Teenage Dick is playwright Mike Lew’s reimagining of Shakespeare’s Richard III as a high school drama. Shakespeare’s Richard is a murderously ambitious “bunch-backed toad.” (The historical figure’s recently discovered bones testify he probably had scoliosis.) In Lew’s retelling, the junior class secretary, seventeen-year-old Richard Gloucester, who has cerebral palsy, has his eye on the “throne” of the school presidency. A hated outcast by his own account, Richard sets out to improve his social standing — and chances of election — by dating Anne Margaret, who used to go out with Eddie, the stereotypically dim-witted football player and current president, who bullies Richard.
Described by his only friend Beverley Buckingham (Buck) as a “disabled nerd Icarus”, Richard regularly slips into quasi-Shakespearean language.
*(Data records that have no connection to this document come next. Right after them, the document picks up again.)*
//! Simulated programmable voltage source.

use crate::source::{SourceLimits, VoltageSource};
use fusebench_core::BenchError;
use std::sync::Mutex;
use std::time::Duration;

#[cfg(feature = "tracing")]
use tracing::trace;

#[derive(Debug, Default, Clone, Copy)]
struct OutputState {
    enabled: bool,
    voltage: f64,
    current_limit: f64,
}

/// A voltage source that validates setpoints and models settling time.
///
/// Every mutating call sleeps for the configured settle delay before the new
/// state takes effect.
///
/// # Examples
///
/// ```rust
/// use fusebench_instrument::sim::SimulatedVoltageSource;
/// use fusebench_instrument::VoltageSource;
/// use std::time::Duration;
///
/// # async fn example() {
/// let source = SimulatedVoltageSource::builder()
///     .name("V1")
///     .settle_delay(Duration::from_millis(5))
///     .build();
///
/// source.set_voltage(24.0).await.unwrap();
/// source.enable().await.unwrap();
/// assert_eq!(source.read_back_voltage().await.unwrap(), 24.0);
/// assert!(source.set_voltage(121.0).await.unwrap_err().is_range());
/// # }
/// ```
#[derive(Debug)]
pub struct SimulatedVoltageSource {
    name: String,
    limits: SourceLimits,
    settle_delay: Duration,
    state: Mutex<OutputState>,
}

impl SimulatedVoltageSource {
    /// Creates a new builder.
    pub fn builder() -> SimulatedVoltageSourceBuilder {
        SimulatedVoltageSourceBuilder::new()
    }

    /// Name of this source.
    pub fn name(&self) -> &str {
        &self.name
    }

    /// Programmed current limit.
    pub fn current_limit(&self) -> f64 {
        self.snapshot().current_limit
    }

    fn snapshot(&self) -> OutputState {
        *self.state.lock().unwrap_or_else(|e| e.into_inner())
    }

    fn update(&self, f: impl FnOnce(&mut OutputState)) {
        let mut state = self.state.lock().unwrap_or_else(|e| e.into_inner());
        f(&mut state);
    }

    async fn settle(&self) {
        if !self.settle_delay.is_zero() {
            tokio::time::sleep(self.settle_delay).await;
        }
    }
}

impl VoltageSource for SimulatedVoltageSource {
    fn limits(&self) -> SourceLimits {
        self.limits
    }

    async fn enable(&self) -> Result<(), BenchError> {
        self.settle().await;
        self.update(|s| s.enabled = true);

        #[cfg(feature = "tracing")]
        trace!(source = %self.name, "output enabled");

        Ok(())
    }

    async fn disable(&self) -> Result<(), BenchError> {
        self.settle().await;
        self.update(|s| s.enabled = false);

        #[cfg(feature = "tracing")]
        trace!(source = %self.name, "output disabled");

        Ok(())
    }

    async fn set_voltage(&self, volts: f64) -> Result<(), BenchError> {
        self.limits.check_voltage(volts)?;
        self.settle().await;
        self.update(|s| s.voltage = volts);

        #[cfg(feature = "tracing")]
        trace!(source = %self.name, volts, "voltage programmed");

        Ok(())
    }

    async fn set_current_limit(&self, amps: f64) -> Result<(), BenchError> {
        self.limits.check_current(amps)?;
        self.settle().await;
        self.update(|s| s.current_limit = amps);
        Ok(())
    }

    async fn read_back_voltage(&self) -> Result<f64, BenchError> {
        Ok(self.snapshot().voltage)
    }

    async fn is_enabled(&self) -> Result<bool, BenchError> {
        Ok(self.snapshot().enabled)
    }
}

/// Builder for [`SimulatedVoltageSource`].
pub struct SimulatedVoltageSourceBuilder {
    name: String,
    limits: SourceLimits,
    settle_delay: Duration,
}

impl SimulatedVoltageSourceBuilder {
    /// Creates a builder with default settings.
    pub fn new() -> Self {
        Self {
            name: "<unnamed>".to_string(),
            limits: SourceLimits::default(),
            settle_delay: Duration::from_millis(10),
        }
    }

    /// Sets the instrument name.
    ///
    /// Default: `"<unnamed>"`
    pub fn name(mut self, name: impl Into<String>) -> Self {
        self.name = name.into();
        self
    }

    /// Sets the programmable limits.
    ///
    /// Default: 0–120 V, 0–0.75 A
    pub fn limits(mut self, limits: SourceLimits) -> Self {
        self.limits = limits;
        self
    }

    /// Sets the delay applied to every mutating call.
    ///
    /// Default: 10 ms
    pub fn settle_delay(mut self, delay: Duration) -> Self {
        self.settle_delay = delay;
        self
    }

    /// Builds the source, output off at 0 V.
    pub fn build(self) -> SimulatedVoltageSource {
        SimulatedVoltageSource {
            name: self.name,
            limits: self.limits,
            settle_delay: self.settle_delay,
            state: Mutex::new(OutputState::default()),
        }
    }
}

impl Default for SimulatedVoltageSourceBuilder {
    fn default() -> Self {
        Self::new()
    }
}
Sometimes, he directly references Richard III (“Now that the winter formal gives way to the glorious spring fling ”), but he borrows freely from the canon (“I come to bury Eddie, not to praise him.”)
The script is self-conscious in that way and Eddie isn’t its only stereotype. Another student, Clarissa, is a prissily dogmatic Christian, and their English teacher Miss York a goofily well-intentioned liberal.
As directed by Ashlie Corcoran, pretty much everybody in the cast leans into the script’s broad style. That means there are a whole lot of telegraphed reactions and a good deal of high-volume emoting. To be clear, within this established style, the actors find a level of authenticity. Christopher Imbrosciano confidently delivers a mountain of text and a range of feeling. His portrait goes deepest in the later going, when he’s at his most still. And, playing Buck, Cadence Rush Quibell delivers the evening’s most consistently naturalistic portrait.
But, for me, the general level of showiness — in the script and in this interpretation — made the emergence of the story’s heaviest plot points, which deal with intimate secrets and murder — feel unearned. The light scaffolding of the play simply can’t carry this kind of weight.
Still, the script and this production cover some important thematic ground. Lew’s play satirizes liberal guilt, and it allows Richard, who is both sexual and villainous, to transcend the stereotype of the virtuous disabled person. Buck, who uses a wheelchair, contextualizes the particularity of Richard’s evil: “I don’t have a big gaping hole in my soul that yearns to be filled with absolute power.” And, in a welcome surprise, Lew allows Anne a telling monologue of her own.
I was never bored by Teenage Dick, but I was never as deeply engaged with it as I wanted to be either.
TEENAGE DICK By Mike Lew. Directed by Ashlie Corcoran. An Arts Club Theatre production in collaboration with Bard on the Beach and Realwheels Theatre. On Saturday, February 18. On the Newmont Stage at the BMO Theatre Centre until March 5. Tickets and information. The Arts Club is hosting Crip Cabaret: A Reclamation on Sunday, February 26. Here’s where to get tickets for that. There will be a relaxed performance on March 4 at 2 p.m. and a described performance for the blind and those with low vision on March 5 at 2 p.m.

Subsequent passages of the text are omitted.